A: First, I usually try McRoberts as I have dislodged ordinary shoulder dystocias like that most easily; this is most effective when mom is flat on her back with pillows under her bum (I have seen it done in hospital very ineffectively without this). Talk to baby and tell her what you are doing. Gaskin helps but it depends on how stuck the baby is! Movement is key. Depending on which side seems to need more room, I have the mom lunge into a chair or get into the running start position. It is often quite intuitive after assessment because I am praying under my breath while I’m trying to solve the problem. Sometimes I think of things that are not in the books or I have never heard of! I always pray “clean hands and pure heart” on my way to every birth so I can be heard and hear clearly from my God. Never pull on heads!

— Carol Gautschi

A: I’ve had a few shoulder dystocias over the years, but only 2 gray hair-inducing kinds. Most women I assist are not on their backs, which always helps to avoid a shoulder dystocia. One I had took 20 minutes with a 12 lb baby. It was the mom’s ninth. I tried everything: hands and knees, McRoberts, squatting. McRoberts finally worked with mom not pushing and someone giving supra pubic pressure in the direction I was trying to turn the shoulders. The baby needed resuscitation and we transported by ambulance.
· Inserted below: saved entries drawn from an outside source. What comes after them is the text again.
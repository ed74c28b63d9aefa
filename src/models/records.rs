//! Boundary adapters for records as the persistence collaborator stores them.
//!
//! Categorical fields arrive as plain strings. A missing or blank string means
//! "unset"; a non-blank string outside the enumeration is rejected.

use crate::error::{MatchError, Result};
use crate::models::domain::{BudgetRange, Coordinates, Location, Profile};
use serde::{Deserialize, Serialize};
use std::str::FromStr;
use validator::{Validate, ValidationErrors};

/// Profile row as persisted by the roommate-request store
#[derive(Debug, Clone, Serialize, Deserialize, Validate)]
#[serde(rename_all = "camelCase")]
pub struct ProfileRecord {
    #[validate(length(min = 1))]
    pub id: String,
    #[validate(range(max = 120))]
    pub age: u8,
    #[serde(default)]
    pub gender: String,
    #[serde(default)]
    pub occupation: Option<String>,
    #[validate(nested)]
    pub budget: BudgetRecord,
    #[serde(default)]
    pub location: Option<String>,
    #[serde(default)]
    #[validate(range(min = -90.0, max = 90.0))]
    pub latitude: Option<f64>,
    #[serde(default)]
    #[validate(range(min = -180.0, max = 180.0))]
    pub longitude: Option<f64>,
    #[serde(default)]
    pub preferred_gender: String,
    #[serde(default)]
    pub sleep_schedule: String,
    #[serde(default)]
    pub social_level: String,
    #[serde(default)]
    pub cleanliness_level: String,
    #[serde(default)]
    pub smoking_tolerance: String,
    #[serde(default)]
    pub drinking_habits: String,
    #[serde(default)]
    pub pet_preference: String,
    #[serde(default)]
    pub study_habits: String,
    #[serde(default)]
    pub work_from_home: String,
    #[serde(default)]
    pub guest_policy: String,
    #[serde(default)]
    pub shared_activities: Vec<String>,
    #[serde(default)]
    pub deal_breakers: Vec<String>,
}

#[derive(Debug, Clone, Copy, Serialize, Deserialize, Validate)]
pub struct BudgetRecord {
    #[validate(range(min = 0.0))]
    pub min: f64,
    #[validate(range(min = 0.0))]
    pub max: f64,
}

impl TryFrom<ProfileRecord> for Profile {
    type Error = MatchError;

    fn try_from(record: ProfileRecord) -> Result<Self> {
        record.validate().map_err(|errors| validation_error(&record.id, &errors))?;

        let budget = BudgetRange { min: record.budget.min, max: record.budget.max };
        budget.validate(&format!("{}.budget", record.id))?;

        let coordinates = match (record.latitude, record.longitude) {
            (Some(lat), Some(lng)) => {
                let point = Coordinates::new(lat, lng);
                point.validate(&format!("{}.location", record.id))?;
                Some(point)
            }
            (None, None) => None,
            _ => {
                return Err(MatchError::invalid(
                    format!("{}.location", record.id),
                    "latitude and longitude must be supplied together",
                ))
            }
        };

        let place = record
            .location
            .map(|p| p.trim().to_string())
            .filter(|p| !p.is_empty());

        Ok(Profile {
            gender: parse_optional(&record.gender)?.unwrap_or_default(),
            preferred_gender: parse_optional(&record.preferred_gender)?,
            sleep_schedule: parse_optional(&record.sleep_schedule)?,
            social_level: parse_optional(&record.social_level)?,
            cleanliness: parse_optional(&record.cleanliness_level)?,
            smoking: parse_optional(&record.smoking_tolerance)?,
            drinking: parse_optional(&record.drinking_habits)?,
            pets: parse_optional(&record.pet_preference)?,
            study_habits: parse_optional(&record.study_habits)?,
            work_from_home: parse_optional(&record.work_from_home)?,
            guest_policy: parse_optional(&record.guest_policy)?,
            id: record.id,
            age: record.age,
            occupation: record.occupation,
            budget,
            location: Location { coordinates, place },
            shared_activities: record.shared_activities,
            deal_breakers: record.deal_breakers,
        })
    }
}

/// Parse a categorical field, treating blank strings as unset
fn parse_optional<T>(raw: &str) -> Result<Option<T>>
where
    T: FromStr<Err = MatchError>,
{
    if raw.trim().is_empty() {
        return Ok(None);
    }
    raw.parse().map(Some)
}

fn validation_error(id: &str, errors: &ValidationErrors) -> MatchError {
    let mut fields: Vec<String> = errors.errors().keys().map(|k| k.to_string()).collect();
    fields.sort();
    MatchError::invalid(format!("{id}.{}", fields.join(",")), errors.to_string())
}
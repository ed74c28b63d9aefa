//! Text-based place matching for profiles without coordinates.
//!
//! The taxonomy is process-wide read-only data: cities with their sub-areas
//! and state, a region adjacency table, and a zone grouping of states. The
//! built-in table covers the major Nigerian cities; a custom taxonomy can be
//! deserialized and handed to the engine instead.

use serde::{Deserialize, Serialize};
use std::collections::BTreeSet;
use std::sync::{Arc, LazyLock};

/// Score for an identical place name
pub const EXACT_PLACE_SCORE: f64 = 1.0;
/// Score for two places in the same city
pub const SAME_CITY_SCORE: f64 = 0.85;
/// Score for places in neighbouring regions
pub const ADJACENT_REGION_SCORE: f64 = 0.6;
/// Score for places in the same zone
pub const SAME_ZONE_SCORE: f64 = 0.4;
/// Floor for unrelated places; never zero, text data is often imprecise
pub const UNRELATED_PLACE_SCORE: f64 = 0.2;

/// Default cap on [`LocationTaxonomy::suggest`] results
pub const DEFAULT_SUGGESTION_LIMIT: usize = 10;

const CITIES: &[(&str, &str, &[&str])] = &[
    ("Lagos", "lagos", &["Victoria Island", "Ikoyi", "Lekki", "Ikeja", "Surulere", "Yaba", "Ajah", "Magodo", "Gbagada", "Festac"]),
    ("Abuja", "abuja", &["Wuse", "Maitama", "Asokoro", "Garki", "Gwarinpa", "Kubwa", "Nyanya", "Karu", "Lugbe", "Jahi"]),
    ("Port Harcourt", "rivers", &["GRA", "Old GRA", "D-Line", "Rumuola", "Eliozu", "Rumuokwurushi", "Trans Amadi", "Mile 3"]),
    ("Kano", "kano", &["Fagge", "Nasarawa", "Gwale", "Kumbotso", "Ungogo", "Dala", "Tarauni", "Municipal"]),
    ("Ibadan", "oyo", &["Bodija", "UI", "Dugbe", "Ring Road", "Mokola", "Agodi", "Iyaganku", "Oluyole"]),
    ("Kaduna", "kaduna", &["GRA", "Barnawa", "Malali", "Sabon Tasha", "Ungwan Rimi", "Television", "Narayi"]),
    ("Benin City", "edo", &["GRA", "Ikpoba Hill", "New Benin", "Ring Road", "Ugbowo", "Upper Sakponba"]),
    ("Jos", "plateau", &["Rayfield", "Bukuru", "Rantya", "Lamingo", "Jos North", "Plateau"]),
    ("Warri", "delta", &["GRA", "Effurun", "Ekpan", "PTI Road", "NPA", "Jeddo"]),
    ("Enugu", "enugu", &["GRA", "Independence Layout", "New Haven", "Trans Ekulu", "Achara Layout", "Coal Camp"]),
];

const ADJACENCY: &[(&str, &[&str])] = &[
    ("lagos", &["ogun", "oyo"]),
    ("abuja", &["niger", "kaduna", "kogi", "nasarawa"]),
    ("kano", &["kaduna", "jigawa", "katsina"]),
    ("ibadan", &["lagos", "ogun", "osun"]),
    ("port harcourt", &["rivers", "bayelsa", "akwa ibom"]),
];

const ZONES: &[(&str, &[&str])] = &[
    ("south-west", &["lagos", "ogun", "oyo", "osun", "ondo", "ekiti"]),
    ("north-central", &["abuja", "niger", "kogi", "kwara", "nasarawa", "plateau", "benue"]),
    ("north-west", &["kaduna", "kano", "katsina", "kebbi", "sokoto", "zamfara", "jigawa"]),
    ("north-east", &["borno", "yobe", "bauchi", "gombe", "adamawa", "taraba"]),
    ("south-east", &["enugu", "anambra", "imo", "abia", "ebonyi"]),
    ("south-south", &["rivers", "bayelsa", "akwa ibom", "cross river", "delta", "edo"]),
];

static BUILTIN: LazyLock<Arc<LocationTaxonomy>> = LazyLock::new(|| Arc::new(LocationTaxonomy::nigeria()));

/// A city with the sub-areas that belong to it
#[derive(Debug, Clone, PartialEq, Serialize, Deserialize)]
pub struct City {
    pub name: String,
    pub state: String,
    #[serde(default)]
    pub areas: Vec<String>,
}

/// A named group of regions
#[derive(Debug, Clone, PartialEq, Serialize, Deserialize)]
pub struct RegionGroup {
    pub name: String,
    pub members: Vec<String>,
}

/// How closely two place names are related
#[derive(Debug, Clone, Copy, PartialEq, Eq, PartialOrd, Ord, Serialize, Deserialize)]
#[serde(rename_all = "kebab-case")]
pub enum PlaceMatch {
    Unrelated,
    SameZone,
    Adjacent,
    SameCity,
    Exact,
}

impl PlaceMatch {
    pub const fn score(self) -> f64 {
        match self {
            Self::Exact => EXACT_PLACE_SCORE,
            Self::SameCity => SAME_CITY_SCORE,
            Self::Adjacent => ADJACENT_REGION_SCORE,
            Self::SameZone => SAME_ZONE_SCORE,
            Self::Unrelated => UNRELATED_PLACE_SCORE,
        }
    }
}

/// Static region/sub-area/zone tables
#[derive(Debug, Clone, PartialEq, Serialize, Deserialize)]
pub struct LocationTaxonomy {
    pub cities: Vec<City>,
    /// Region name to the regions that border it
    #[serde(default)]
    pub adjacency: Vec<RegionGroup>,
    #[serde(default)]
    pub zones: Vec<RegionGroup>,
}

/// What a free-text place name resolves to
#[derive(Debug, Default)]
struct PlaceKeys {
    cities: BTreeSet<usize>,
    /// Lowercase region names: mentioned terms plus resolved city and state names
    regions: BTreeSet<String>,
}

impl LocationTaxonomy {
    /// Shared handle to the built-in table, built on first use
    pub fn builtin() -> Arc<Self> {
        Arc::clone(&BUILTIN)
    }

    /// The Nigerian city table the app launched with
    pub fn nigeria() -> Self {
        let group = |(name, members): &(&str, &[&str])| RegionGroup {
            name: (*name).to_string(),
            members: members.iter().map(|m| (*m).to_string()).collect(),
        };

        Self {
            cities: CITIES
                .iter()
                .map(|(name, state, areas)| City {
                    name: (*name).to_string(),
                    state: (*state).to_string(),
                    areas: areas.iter().map(|a| (*a).to_string()).collect(),
                })
                .collect(),
            adjacency: ADJACENCY.iter().map(group).collect(),
            zones: ZONES.iter().map(group).collect(),
        }
    }

    /// Classify the relationship between two free-text place names
    pub fn compare(&self, a: &str, b: &str) -> PlaceMatch {
        if normalize(a) == normalize(b) {
            return PlaceMatch::Exact;
        }

        let keys_a = self.resolve(a);
        let keys_b = self.resolve(b);

        if !keys_a.cities.is_disjoint(&keys_b.cities) {
            return PlaceMatch::SameCity;
        }

        let borders = |from: &PlaceKeys, to: &PlaceKeys| {
            self.adjacency.iter().any(|group| {
                from.regions.contains(&normalize(&group.name))
                    && group.members.iter().any(|m| to.regions.contains(&normalize(m)))
            })
        };
        if borders(&keys_a, &keys_b) || borders(&keys_b, &keys_a) {
            return PlaceMatch::Adjacent;
        }

        let same_zone = self.zones.iter().any(|zone| {
            let in_zone = |keys: &PlaceKeys| zone.members.iter().any(|m| keys.regions.contains(&normalize(m)));
            in_zone(&keys_a) && in_zone(&keys_b)
        });
        if same_zone {
            return PlaceMatch::SameZone;
        }

        PlaceMatch::Unrelated
    }

    /// Cities and "Area, City" strings containing `query`, case-insensitively
    pub fn suggest(&self, query: &str, limit: usize) -> Vec<String> {
        let needle = query.trim().to_lowercase();
        let mut suggestions = Vec::new();

        for city in &self.cities {
            if city.name.to_lowercase().contains(&needle) {
                suggestions.push(city.name.clone());
            }
            for area in &city.areas {
                if area.to_lowercase().contains(&needle) {
                    suggestions.push(format!("{area}, {}", city.name));
                }
            }
        }

        suggestions.truncate(limit);
        suggestions
    }

    /// Resolve a place to cities and region names
    ///
    /// Cities named outright win. Otherwise a sub-area resolves only when it
    /// belongs to exactly one city, so a bare "GRA" stays unresolved.
    fn resolve(&self, place: &str) -> PlaceKeys {
        let tokens = tokenize(place);
        let mut keys = PlaceKeys::default();

        for (idx, city) in self.cities.iter().enumerate() {
            if mentions(&tokens, &city.name) {
                keys.cities.insert(idx);
            }
        }

        if keys.cities.is_empty() {
            let mut area_hits: Vec<usize> = Vec::new();
            let mut ambiguous = BTreeSet::new();
            for (idx, city) in self.cities.iter().enumerate() {
                for area in city.areas.iter().filter(|area| mentions(&tokens, area)) {
                    let owners = self.cities.iter().filter(|c| c.areas.iter().any(|a| normalize(a) == normalize(area))).count();
                    if owners == 1 {
                        area_hits.push(idx);
                    } else {
                        ambiguous.insert(normalize(area));
                    }
                }
            }
            if !ambiguous.is_empty() {
                tracing::trace!(place, ?ambiguous, "ignoring sub-areas shared by several cities");
            }
            keys.cities.extend(area_hits);
        }

        for idx in &keys.cities {
            if let Some(city) = self.cities.get(*idx) {
                keys.regions.insert(normalize(&city.name));
                keys.regions.insert(normalize(&city.state));
            }
        }

        let named_regions = self
            .adjacency
            .iter()
            .chain(&self.zones)
            .flat_map(|group| std::iter::once(&group.name).chain(&group.members));
        for region in named_regions {
            if mentions(&tokens, region) {
                keys.regions.insert(normalize(region));
            }
        }

        keys
    }
}

impl Default for LocationTaxonomy {
    fn default() -> Self {
        Self::nigeria()
    }
}

/// Lowercase words, split on anything that is not alphanumeric
fn tokenize(text: &str) -> Vec<String> {
    text.split(|c: char| !c.is_alphanumeric())
        .filter(|w| !w.is_empty())
        .map(str::to_lowercase)
        .collect()
}

fn normalize(text: &str) -> String {
    tokenize(text).join(" ")
}

/// Whether `term` appears in `tokens` as a run of whole words
fn mentions(tokens: &[String], term: &str) -> bool {
    let needle = tokenize(term);
    !needle.is_empty() && tokens.windows(needle.len()).any(|window| window == needle.as_slice())
}

#[cfg(test)]
mod tests {
    use super::*;

    fn compare(a: &str, b: &str) -> PlaceMatch {
        LocationTaxonomy::builtin().compare(a, b)
    }

    #[test]
    fn test_exact_match_ignores_case_and_punctuation() {
        assert_eq!(compare("Lekki, Lagos", "lekki lagos"), PlaceMatch::Exact);
    }

    #[test]
    fn test_same_city() {
        assert_eq!(compare("Lekki, Lagos", "Victoria Island, Lagos"), PlaceMatch::SameCity);
        // Sub-area alone resolves to its city
        assert_eq!(compare("Ikeja", "Yaba, Lagos"), PlaceMatch::SameCity);
    }

    #[test]
    fn test_adjacent_regions() {
        assert_eq!(compare("Ikeja, Lagos", "Abeokuta, Ogun"), PlaceMatch::Adjacent);
        assert_eq!(compare("Bodija, Ibadan", "Lekki, Lagos"), PlaceMatch::Adjacent);
    }

    #[test]
    fn test_same_zone() {
        assert_eq!(compare("Gwarinpa, Abuja", "Rayfield, Jos"), PlaceMatch::SameZone);
        assert_eq!(compare("GRA, Enugu", "Awka, Anambra"), PlaceMatch::SameZone);
    }

    #[test]
    fn test_unrelated_places_keep_a_floor() {
        let result = compare("Lekki, Lagos", "Fagge, Kano");
        assert_eq!(result, PlaceMatch::Unrelated);
        assert_eq!(result.score(), UNRELATED_PLACE_SCORE);
    }

    #[test]
    fn test_shared_sub_area_is_not_resolved() {
        // GRA exists in several cities
        assert_eq!(compare("GRA", "Barnawa, Kaduna"), PlaceMatch::Unrelated);
        assert_eq!(compare("GRA, Port Harcourt", "Barnawa, Kaduna"), PlaceMatch::Unrelated);
    }

    #[test]
    fn test_whole_word_matching() {
        // "ui" must not match inside "Guild"
        assert_eq!(compare("Guild Street", "Bodija, Ibadan"), PlaceMatch::Unrelated);
    }

    #[test]
    fn test_scores_are_ordered() {
        assert!(PlaceMatch::Exact.score() > PlaceMatch::SameCity.score());
        assert!(PlaceMatch::SameCity.score() > PlaceMatch::Adjacent.score());
        assert!(PlaceMatch::Adjacent.score() > PlaceMatch::SameZone.score());
        assert!(PlaceMatch::SameZone.score() > PlaceMatch::Unrelated.score());
    }

    #[test]
    fn test_suggest() {
        let taxonomy = LocationTaxonomy::builtin();
        let suggestions = taxonomy.suggest("wus", DEFAULT_SUGGESTION_LIMIT);
        assert_eq!(suggestions, vec!["Wuse, Abuja"]);

        let gra = taxonomy.suggest("gra", DEFAULT_SUGGESTION_LIMIT);
        assert!(gra.contains(&"GRA, Port Harcourt".to_string()));
        assert!(gra.contains(&"Old GRA, Port Harcourt".to_string()));

        assert_eq!(taxonomy.suggest("", 3).len(), 3);
    }

    #[test]
    fn test_custom_taxonomy_deserializes() {
        let taxonomy: LocationTaxonomy = serde_json::from_value(serde_json::json!({
            "cities": [{ "name": "Accra", "state": "greater accra", "areas": ["Osu", "Labone"] }]
        }))
        .unwrap();
        assert_eq!(taxonomy.compare("Osu", "Labone, Accra"), PlaceMatch::SameCity);
    }
}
The baby breathed spontaneously when the ambulance was t-boned in an intersection halfway to the hospital, which was located 45 minutes away. My daughter was bagging the baby when they got hit and that’s when the baby started crying. I think it scared the crap out of her and scared her into breathing. She’s 18 now and doing just fine. They discharged her the next day. The other was a 13 lb 8 oz baby girl. Same thing happened with her. We tried it all then did the same thing with McRoberts and supra pubic pressure in the direction we were trying to turn the baby. She came out and only needed some rubbing. All of us in the room needed to be resuscitated when we saw how big the kid was. No tears—not even a skid mark.

— Mary Bernabe

A: I had just gotten back from a Midwifery Today conference where I attended a shoulder dystocia workshop. The doctor wanted to do a c-section because the mother was 42 weeks and a few days; they thought the baby was too big and they told her she might have a dystocia. I went over all the maneuvers in my sleep with my hands. During labor, the mother was in the tub on hands and knees. She was rather big and the water was not deep enough to have her turn or maneuver without the baby’s head coming in and out to the air. I had the mom carefully stand and climb out of the pool without dipping the head back in the water. Then I tried having her crawl, then I used McRoberts, then back to hands-and-knees, lunging into the sofa in between. Head discoloration was looking bad and no external tricks were doing anything. I went in for the one arm, but I couldn’t slip my hands in, so I went in for the other. It was tight in there and I felt like I was wrestling with the angel of death. Being careful to go with the direction of baby’s body, I swiped one arm against the chest, but still the head wouldn’t come out so I went for the other arm as well. Mom did tear and baby took a while to come around. For a few days, her one arm was looser, but thank goodness she was soon firmly grabbing with both hands and absolutely perfect.

— Marva Zohar

A: I have the mom get on her hands and knees, then I deliver the posterior shoulder first and have mom squat next if needed.